Input for this task
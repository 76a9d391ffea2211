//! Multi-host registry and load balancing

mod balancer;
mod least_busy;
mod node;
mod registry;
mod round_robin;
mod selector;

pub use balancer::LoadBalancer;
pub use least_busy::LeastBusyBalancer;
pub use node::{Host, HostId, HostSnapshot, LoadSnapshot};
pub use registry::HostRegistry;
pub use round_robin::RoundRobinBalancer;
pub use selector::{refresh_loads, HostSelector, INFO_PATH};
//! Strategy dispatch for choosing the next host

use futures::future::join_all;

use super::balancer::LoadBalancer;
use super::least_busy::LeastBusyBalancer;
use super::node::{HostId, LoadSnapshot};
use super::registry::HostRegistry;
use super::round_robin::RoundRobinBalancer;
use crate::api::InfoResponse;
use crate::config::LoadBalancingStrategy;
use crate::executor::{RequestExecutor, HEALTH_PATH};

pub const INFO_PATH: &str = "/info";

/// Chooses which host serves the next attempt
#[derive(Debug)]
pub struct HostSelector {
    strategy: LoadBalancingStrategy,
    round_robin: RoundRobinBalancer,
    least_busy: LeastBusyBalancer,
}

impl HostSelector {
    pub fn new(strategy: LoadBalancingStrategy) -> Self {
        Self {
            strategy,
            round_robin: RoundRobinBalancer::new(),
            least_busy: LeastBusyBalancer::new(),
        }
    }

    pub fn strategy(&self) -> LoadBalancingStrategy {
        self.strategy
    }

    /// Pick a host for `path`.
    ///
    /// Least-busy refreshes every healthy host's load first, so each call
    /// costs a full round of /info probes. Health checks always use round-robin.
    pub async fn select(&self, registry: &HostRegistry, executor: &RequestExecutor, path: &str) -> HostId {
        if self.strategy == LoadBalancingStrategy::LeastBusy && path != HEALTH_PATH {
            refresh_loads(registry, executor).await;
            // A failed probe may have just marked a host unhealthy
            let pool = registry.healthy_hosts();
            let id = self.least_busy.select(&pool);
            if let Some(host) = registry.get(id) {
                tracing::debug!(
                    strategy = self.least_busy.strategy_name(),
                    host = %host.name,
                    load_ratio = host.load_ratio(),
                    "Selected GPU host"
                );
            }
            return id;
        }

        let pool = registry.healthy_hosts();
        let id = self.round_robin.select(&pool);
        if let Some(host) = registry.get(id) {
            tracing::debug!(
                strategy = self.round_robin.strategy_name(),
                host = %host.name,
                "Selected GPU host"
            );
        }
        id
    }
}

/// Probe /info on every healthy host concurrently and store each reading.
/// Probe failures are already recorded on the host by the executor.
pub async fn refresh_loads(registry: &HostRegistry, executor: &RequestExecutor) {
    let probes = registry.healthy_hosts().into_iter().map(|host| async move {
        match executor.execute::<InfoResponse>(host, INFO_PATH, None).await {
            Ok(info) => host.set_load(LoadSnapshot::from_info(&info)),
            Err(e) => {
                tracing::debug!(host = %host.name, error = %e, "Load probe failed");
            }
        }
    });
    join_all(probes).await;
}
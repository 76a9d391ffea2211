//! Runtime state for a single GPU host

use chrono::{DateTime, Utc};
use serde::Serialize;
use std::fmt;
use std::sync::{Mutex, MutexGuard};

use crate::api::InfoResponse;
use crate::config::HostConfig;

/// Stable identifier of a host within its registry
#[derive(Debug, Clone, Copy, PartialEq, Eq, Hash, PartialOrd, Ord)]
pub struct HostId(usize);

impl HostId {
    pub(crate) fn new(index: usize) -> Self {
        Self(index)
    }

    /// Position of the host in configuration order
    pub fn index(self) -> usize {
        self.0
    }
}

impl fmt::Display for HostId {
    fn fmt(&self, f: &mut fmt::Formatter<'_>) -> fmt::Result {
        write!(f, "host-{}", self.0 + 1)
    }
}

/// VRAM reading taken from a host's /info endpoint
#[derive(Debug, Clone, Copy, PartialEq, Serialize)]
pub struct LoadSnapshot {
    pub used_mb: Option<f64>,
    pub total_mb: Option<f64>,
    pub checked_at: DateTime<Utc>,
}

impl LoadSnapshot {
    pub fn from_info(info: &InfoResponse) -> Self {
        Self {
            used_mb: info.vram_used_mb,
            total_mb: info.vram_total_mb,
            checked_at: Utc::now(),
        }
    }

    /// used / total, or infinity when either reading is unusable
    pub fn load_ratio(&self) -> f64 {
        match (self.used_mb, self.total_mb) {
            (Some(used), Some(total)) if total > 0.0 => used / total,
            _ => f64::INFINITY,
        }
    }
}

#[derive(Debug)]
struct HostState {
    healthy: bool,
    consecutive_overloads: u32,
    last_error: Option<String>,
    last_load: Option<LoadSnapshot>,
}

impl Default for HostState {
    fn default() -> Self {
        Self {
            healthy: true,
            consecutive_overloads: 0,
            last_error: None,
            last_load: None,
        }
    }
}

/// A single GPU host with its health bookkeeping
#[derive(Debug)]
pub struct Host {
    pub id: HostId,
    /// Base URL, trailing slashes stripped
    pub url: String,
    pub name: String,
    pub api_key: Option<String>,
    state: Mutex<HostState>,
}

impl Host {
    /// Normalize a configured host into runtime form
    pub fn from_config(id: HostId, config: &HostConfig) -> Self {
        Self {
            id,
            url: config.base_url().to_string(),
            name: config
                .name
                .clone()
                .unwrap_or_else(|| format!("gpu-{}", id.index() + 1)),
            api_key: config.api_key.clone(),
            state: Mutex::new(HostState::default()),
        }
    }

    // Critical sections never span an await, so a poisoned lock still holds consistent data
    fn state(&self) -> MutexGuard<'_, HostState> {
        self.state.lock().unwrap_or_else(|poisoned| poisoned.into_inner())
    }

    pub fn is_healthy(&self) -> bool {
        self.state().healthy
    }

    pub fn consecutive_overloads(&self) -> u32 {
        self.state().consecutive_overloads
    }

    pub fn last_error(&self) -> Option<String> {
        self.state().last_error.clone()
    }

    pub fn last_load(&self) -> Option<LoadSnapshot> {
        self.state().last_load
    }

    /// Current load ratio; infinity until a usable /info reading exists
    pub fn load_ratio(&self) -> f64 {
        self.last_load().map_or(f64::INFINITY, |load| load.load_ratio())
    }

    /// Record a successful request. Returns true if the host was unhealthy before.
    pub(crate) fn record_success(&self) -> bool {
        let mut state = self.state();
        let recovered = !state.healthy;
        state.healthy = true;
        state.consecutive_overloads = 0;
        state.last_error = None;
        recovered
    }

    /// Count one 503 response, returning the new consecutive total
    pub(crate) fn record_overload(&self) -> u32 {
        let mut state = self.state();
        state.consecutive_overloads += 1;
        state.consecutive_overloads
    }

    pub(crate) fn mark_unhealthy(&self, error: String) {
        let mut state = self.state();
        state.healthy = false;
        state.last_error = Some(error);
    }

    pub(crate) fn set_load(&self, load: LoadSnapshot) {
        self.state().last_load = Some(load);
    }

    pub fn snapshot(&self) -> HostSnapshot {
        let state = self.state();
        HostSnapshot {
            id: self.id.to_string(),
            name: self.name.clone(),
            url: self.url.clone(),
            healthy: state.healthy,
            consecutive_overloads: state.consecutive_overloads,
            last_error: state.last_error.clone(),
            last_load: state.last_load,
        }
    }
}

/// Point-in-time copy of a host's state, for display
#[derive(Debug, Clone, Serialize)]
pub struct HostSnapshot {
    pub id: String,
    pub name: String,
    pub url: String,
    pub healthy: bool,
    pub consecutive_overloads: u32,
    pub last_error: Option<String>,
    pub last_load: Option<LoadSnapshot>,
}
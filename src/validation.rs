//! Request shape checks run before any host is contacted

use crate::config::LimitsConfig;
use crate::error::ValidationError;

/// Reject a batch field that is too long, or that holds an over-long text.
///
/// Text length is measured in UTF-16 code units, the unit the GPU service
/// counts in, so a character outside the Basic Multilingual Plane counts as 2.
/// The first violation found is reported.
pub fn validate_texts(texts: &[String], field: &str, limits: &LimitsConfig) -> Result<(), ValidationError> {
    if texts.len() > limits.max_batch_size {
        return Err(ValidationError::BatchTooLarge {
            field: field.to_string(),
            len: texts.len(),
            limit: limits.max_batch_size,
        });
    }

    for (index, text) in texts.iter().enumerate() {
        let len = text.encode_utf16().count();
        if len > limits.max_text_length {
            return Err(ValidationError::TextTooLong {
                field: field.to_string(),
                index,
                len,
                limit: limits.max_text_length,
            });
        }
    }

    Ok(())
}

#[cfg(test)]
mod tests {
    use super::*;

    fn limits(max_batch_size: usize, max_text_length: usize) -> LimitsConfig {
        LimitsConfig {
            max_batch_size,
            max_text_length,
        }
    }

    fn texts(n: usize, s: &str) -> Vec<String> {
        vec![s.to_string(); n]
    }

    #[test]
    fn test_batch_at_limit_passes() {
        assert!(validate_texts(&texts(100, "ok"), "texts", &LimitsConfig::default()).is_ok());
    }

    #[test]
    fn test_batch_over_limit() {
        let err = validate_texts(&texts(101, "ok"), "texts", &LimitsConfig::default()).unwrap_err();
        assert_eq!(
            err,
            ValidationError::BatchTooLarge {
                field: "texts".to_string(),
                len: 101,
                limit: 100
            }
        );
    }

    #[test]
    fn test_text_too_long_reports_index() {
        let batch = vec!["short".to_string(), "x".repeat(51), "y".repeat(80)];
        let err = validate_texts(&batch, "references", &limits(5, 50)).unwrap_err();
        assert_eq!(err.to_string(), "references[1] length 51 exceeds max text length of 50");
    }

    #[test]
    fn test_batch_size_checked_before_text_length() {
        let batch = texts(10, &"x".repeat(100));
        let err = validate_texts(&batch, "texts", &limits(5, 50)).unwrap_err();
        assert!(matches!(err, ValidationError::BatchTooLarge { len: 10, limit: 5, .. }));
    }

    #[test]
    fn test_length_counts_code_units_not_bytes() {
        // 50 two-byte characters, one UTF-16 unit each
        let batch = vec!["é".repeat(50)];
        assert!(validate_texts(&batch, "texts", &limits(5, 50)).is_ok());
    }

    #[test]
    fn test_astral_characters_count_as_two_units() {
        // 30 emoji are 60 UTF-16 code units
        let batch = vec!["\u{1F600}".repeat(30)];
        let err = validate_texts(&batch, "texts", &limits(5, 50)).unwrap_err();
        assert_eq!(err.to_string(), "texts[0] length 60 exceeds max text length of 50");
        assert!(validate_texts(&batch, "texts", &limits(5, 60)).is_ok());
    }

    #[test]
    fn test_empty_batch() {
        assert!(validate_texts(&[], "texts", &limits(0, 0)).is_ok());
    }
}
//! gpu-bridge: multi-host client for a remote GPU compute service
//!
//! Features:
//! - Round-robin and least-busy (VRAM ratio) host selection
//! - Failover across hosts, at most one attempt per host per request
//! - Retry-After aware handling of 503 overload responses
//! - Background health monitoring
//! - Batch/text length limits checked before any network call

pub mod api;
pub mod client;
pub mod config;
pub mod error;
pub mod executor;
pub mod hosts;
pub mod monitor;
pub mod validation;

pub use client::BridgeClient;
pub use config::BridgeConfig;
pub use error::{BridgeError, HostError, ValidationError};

Exercise requirements
The expected output is the exact run of lines from the start of the entries through the line with "pub use registry::HostRegistry;", inclusive.

Solution for this problem
repository 76a9d391ffea2211
//! Multi-host registry and load balancing

mod balancer;
mod least_busy;
mod node;
mod registry;
mod round_robin;
mod selector;

pub use balancer::LoadBalancer;
pub use least_busy::LeastBusyBalancer;
pub use node::{Host, HostId, HostSnapshot, LoadSnapshot};
pub use registry::HostRegistry;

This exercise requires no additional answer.